## Work instruction:
Copy each line of the data below with the word "sleep".

(Stored records)
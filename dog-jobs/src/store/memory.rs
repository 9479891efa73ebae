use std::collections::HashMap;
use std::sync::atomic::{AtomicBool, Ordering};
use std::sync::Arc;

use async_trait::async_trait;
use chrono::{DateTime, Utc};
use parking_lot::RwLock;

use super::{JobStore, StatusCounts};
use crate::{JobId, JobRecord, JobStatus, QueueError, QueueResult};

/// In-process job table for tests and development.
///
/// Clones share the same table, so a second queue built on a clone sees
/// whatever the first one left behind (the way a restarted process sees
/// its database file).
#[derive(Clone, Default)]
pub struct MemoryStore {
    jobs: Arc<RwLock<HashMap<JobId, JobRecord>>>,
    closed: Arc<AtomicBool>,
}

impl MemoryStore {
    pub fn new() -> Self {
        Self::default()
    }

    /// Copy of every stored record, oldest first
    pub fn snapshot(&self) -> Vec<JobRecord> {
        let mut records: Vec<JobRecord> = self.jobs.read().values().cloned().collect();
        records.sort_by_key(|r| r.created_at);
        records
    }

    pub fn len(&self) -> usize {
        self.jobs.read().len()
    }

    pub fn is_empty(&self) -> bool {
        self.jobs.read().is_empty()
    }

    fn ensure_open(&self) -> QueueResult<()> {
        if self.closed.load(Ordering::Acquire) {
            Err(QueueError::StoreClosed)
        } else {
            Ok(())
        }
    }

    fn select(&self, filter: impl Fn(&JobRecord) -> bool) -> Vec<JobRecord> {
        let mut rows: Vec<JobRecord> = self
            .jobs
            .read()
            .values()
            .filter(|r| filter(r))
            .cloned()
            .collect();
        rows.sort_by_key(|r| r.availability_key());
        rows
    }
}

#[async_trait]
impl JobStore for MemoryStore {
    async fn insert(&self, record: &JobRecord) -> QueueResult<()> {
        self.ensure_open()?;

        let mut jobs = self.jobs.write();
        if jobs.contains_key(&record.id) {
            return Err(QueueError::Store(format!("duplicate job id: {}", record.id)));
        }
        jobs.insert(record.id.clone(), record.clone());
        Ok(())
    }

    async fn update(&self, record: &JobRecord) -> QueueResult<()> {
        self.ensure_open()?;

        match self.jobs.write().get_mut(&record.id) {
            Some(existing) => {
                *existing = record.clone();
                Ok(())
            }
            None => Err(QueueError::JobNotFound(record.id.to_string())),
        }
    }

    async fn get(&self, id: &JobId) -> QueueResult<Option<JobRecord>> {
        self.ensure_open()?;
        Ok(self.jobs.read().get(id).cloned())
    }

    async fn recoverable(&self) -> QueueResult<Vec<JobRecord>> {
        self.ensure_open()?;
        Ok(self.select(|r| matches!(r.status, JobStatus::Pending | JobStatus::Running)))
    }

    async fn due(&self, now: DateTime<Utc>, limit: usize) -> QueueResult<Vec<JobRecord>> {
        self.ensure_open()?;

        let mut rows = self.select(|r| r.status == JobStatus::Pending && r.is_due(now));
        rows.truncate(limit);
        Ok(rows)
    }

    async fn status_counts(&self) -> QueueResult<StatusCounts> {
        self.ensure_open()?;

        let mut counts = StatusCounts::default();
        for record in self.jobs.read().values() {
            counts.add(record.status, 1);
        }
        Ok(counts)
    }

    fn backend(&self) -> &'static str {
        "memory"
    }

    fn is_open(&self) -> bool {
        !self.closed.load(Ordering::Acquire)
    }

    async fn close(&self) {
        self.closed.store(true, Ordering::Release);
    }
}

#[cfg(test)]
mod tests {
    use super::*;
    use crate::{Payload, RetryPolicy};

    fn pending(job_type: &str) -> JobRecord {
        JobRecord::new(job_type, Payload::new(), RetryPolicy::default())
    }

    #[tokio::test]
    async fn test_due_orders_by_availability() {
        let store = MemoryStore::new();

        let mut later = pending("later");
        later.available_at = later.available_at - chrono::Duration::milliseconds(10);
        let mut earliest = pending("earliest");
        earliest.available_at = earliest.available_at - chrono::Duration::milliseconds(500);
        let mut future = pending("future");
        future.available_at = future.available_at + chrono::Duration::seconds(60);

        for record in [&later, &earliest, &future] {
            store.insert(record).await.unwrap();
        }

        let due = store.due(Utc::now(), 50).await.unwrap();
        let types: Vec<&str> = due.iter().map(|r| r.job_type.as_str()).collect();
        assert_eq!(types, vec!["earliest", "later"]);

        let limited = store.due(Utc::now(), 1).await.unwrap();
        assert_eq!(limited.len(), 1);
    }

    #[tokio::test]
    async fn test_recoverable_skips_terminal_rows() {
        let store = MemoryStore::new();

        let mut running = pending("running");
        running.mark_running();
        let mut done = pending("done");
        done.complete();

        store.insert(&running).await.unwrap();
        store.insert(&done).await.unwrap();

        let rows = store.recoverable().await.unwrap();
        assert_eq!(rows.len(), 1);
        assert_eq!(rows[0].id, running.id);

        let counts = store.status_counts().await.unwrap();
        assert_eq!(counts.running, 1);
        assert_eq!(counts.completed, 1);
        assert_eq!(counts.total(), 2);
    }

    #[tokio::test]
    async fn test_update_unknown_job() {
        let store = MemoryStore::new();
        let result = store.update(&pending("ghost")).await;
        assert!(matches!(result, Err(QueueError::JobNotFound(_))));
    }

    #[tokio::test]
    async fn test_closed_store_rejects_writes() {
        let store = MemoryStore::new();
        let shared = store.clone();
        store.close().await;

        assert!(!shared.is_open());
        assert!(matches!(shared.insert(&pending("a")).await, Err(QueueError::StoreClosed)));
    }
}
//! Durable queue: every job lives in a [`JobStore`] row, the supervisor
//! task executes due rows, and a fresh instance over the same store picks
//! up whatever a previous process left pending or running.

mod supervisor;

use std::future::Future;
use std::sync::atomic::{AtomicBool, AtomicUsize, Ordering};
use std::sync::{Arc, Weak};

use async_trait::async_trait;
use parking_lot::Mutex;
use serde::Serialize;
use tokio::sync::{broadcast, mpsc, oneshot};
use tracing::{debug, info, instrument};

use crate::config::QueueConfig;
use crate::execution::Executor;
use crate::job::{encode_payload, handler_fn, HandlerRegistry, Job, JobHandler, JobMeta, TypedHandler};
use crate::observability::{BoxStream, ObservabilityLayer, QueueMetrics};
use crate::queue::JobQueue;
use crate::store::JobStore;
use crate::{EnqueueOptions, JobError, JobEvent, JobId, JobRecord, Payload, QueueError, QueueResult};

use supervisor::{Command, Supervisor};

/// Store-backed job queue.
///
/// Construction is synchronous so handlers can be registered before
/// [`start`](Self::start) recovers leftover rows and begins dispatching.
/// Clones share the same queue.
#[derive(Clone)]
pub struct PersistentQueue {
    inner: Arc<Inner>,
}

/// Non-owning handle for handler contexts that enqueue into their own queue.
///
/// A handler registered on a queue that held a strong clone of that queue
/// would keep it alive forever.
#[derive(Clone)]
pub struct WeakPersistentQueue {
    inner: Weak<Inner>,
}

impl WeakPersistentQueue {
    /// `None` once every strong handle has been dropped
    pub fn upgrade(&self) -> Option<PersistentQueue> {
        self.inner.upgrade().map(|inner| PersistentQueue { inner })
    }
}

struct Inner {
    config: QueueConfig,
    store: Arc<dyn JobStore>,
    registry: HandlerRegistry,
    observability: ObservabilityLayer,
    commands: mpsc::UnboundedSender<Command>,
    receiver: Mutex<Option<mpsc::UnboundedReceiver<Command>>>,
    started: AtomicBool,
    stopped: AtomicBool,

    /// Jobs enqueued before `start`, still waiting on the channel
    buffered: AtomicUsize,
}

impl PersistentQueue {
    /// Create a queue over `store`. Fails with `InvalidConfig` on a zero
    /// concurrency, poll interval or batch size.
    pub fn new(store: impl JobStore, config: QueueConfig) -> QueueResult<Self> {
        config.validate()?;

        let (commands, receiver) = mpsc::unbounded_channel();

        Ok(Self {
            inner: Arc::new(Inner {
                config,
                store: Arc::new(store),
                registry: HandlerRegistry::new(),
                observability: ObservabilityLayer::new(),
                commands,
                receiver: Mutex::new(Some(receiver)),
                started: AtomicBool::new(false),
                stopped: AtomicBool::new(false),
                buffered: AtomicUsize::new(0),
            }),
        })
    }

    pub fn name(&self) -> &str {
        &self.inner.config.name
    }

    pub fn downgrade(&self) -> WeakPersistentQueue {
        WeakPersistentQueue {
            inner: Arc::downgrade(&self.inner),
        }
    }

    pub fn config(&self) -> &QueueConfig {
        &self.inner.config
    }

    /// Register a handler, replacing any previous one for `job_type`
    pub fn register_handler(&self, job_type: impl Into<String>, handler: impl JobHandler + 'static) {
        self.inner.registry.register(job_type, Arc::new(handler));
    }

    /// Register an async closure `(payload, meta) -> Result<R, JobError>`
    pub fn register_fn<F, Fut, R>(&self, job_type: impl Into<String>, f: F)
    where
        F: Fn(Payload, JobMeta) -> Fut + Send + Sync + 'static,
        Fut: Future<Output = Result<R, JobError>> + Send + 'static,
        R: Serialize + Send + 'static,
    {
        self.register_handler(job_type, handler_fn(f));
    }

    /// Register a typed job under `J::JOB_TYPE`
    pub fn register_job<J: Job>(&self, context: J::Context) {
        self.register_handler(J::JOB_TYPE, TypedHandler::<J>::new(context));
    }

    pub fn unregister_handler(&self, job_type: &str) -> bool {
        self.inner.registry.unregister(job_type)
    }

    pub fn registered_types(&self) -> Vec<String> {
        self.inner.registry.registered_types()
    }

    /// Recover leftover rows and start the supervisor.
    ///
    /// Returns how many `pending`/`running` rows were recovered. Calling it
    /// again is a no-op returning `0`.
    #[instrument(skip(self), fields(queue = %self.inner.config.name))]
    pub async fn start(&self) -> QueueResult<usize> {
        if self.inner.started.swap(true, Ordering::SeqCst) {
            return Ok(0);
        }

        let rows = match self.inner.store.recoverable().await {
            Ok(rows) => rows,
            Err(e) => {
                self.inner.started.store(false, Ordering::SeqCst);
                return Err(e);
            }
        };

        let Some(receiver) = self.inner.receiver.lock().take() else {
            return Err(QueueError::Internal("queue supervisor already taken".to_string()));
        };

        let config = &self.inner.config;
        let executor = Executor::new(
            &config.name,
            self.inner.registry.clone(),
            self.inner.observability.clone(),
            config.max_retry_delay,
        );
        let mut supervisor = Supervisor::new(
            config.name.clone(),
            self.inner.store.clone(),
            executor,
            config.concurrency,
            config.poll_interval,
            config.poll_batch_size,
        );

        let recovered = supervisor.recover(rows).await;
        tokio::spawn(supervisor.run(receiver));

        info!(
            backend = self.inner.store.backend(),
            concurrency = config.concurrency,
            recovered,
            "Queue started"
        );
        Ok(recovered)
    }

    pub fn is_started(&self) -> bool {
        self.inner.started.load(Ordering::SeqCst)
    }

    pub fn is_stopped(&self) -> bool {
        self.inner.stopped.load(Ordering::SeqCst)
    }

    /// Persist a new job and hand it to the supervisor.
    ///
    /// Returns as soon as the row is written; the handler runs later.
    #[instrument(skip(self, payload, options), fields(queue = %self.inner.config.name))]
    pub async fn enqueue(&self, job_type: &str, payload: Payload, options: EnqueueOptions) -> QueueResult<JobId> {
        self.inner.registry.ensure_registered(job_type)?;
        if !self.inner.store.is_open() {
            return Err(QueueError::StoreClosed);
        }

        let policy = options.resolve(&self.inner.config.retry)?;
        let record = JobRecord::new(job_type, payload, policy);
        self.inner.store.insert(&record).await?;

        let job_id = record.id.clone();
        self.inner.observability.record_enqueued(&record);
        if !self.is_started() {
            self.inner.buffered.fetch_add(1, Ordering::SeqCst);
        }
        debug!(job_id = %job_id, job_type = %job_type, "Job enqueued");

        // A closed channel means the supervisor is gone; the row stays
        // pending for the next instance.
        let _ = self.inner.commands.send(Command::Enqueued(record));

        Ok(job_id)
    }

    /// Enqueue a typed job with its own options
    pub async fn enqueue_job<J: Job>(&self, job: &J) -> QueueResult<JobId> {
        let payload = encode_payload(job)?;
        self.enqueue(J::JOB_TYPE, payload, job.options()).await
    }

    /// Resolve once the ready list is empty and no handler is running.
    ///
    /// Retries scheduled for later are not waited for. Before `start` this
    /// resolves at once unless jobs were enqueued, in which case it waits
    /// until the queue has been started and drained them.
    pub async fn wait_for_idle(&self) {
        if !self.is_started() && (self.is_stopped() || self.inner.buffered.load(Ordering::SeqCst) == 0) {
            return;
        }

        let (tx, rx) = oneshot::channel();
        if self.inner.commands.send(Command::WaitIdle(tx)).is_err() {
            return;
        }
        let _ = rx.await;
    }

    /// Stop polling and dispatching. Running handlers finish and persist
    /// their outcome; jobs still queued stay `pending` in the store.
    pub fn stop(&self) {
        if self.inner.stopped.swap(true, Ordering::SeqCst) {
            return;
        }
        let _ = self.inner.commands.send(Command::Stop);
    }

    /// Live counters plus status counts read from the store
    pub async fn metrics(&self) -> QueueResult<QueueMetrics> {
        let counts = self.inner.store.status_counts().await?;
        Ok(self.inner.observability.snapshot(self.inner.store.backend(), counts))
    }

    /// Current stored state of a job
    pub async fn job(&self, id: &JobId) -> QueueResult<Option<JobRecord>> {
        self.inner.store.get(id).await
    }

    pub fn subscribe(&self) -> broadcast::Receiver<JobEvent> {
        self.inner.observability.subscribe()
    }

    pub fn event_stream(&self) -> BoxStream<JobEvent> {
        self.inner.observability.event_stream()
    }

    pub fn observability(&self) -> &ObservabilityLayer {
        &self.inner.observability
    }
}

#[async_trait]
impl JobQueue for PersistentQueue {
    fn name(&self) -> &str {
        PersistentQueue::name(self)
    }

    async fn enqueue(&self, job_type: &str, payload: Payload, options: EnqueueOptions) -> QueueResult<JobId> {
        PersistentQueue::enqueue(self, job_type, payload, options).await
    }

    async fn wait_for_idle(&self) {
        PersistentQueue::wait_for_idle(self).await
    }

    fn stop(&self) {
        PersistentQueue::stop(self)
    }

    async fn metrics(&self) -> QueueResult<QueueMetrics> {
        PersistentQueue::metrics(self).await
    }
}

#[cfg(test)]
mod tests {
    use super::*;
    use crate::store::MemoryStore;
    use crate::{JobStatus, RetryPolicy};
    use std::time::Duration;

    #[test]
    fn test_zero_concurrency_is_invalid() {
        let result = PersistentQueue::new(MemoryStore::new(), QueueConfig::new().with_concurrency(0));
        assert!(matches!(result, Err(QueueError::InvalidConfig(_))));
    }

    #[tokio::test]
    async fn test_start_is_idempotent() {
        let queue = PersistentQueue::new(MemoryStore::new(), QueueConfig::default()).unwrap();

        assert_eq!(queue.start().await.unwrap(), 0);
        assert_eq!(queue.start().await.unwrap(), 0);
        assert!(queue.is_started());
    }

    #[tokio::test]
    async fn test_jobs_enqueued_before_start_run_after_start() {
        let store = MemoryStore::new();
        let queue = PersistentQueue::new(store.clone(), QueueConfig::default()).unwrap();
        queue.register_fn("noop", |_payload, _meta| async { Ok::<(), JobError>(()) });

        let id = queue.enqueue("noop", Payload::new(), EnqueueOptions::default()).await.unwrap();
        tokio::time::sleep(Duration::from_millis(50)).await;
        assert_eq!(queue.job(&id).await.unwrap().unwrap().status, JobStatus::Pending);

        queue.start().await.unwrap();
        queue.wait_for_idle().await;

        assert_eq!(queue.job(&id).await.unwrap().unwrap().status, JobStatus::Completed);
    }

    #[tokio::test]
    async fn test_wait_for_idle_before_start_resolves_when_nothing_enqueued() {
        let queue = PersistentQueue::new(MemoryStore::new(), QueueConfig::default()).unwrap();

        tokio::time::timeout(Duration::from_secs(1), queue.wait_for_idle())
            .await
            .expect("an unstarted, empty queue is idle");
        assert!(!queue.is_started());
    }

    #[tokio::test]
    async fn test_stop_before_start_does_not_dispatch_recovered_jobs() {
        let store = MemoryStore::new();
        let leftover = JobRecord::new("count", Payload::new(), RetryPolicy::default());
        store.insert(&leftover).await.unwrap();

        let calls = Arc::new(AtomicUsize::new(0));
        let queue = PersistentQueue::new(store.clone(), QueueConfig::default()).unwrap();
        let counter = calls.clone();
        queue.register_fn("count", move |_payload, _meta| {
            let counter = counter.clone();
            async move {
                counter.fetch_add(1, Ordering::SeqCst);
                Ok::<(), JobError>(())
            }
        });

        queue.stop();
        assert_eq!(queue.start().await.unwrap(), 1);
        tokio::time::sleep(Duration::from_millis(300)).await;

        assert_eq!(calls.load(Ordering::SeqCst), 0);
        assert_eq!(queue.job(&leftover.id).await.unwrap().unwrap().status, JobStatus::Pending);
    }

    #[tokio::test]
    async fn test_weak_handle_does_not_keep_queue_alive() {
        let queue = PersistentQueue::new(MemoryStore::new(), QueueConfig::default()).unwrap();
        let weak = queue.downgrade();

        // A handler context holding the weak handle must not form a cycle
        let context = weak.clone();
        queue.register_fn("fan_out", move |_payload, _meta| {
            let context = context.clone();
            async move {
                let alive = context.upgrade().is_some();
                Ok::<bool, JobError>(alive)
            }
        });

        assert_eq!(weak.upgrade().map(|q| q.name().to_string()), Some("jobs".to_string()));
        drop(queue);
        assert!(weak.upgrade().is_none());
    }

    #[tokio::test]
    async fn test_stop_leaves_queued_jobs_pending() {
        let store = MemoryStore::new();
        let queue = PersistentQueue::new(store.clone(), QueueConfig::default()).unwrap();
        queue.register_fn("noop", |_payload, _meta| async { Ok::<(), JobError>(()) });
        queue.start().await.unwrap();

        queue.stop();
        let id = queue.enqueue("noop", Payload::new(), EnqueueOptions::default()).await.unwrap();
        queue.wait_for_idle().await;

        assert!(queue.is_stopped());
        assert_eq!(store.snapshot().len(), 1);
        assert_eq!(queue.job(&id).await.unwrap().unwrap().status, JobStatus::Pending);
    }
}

## Task answer:
        tokio::time::sleep(Duration::from_millis(50)).await;
        tokio::time::sleep(Duration::from_millis(300)).await;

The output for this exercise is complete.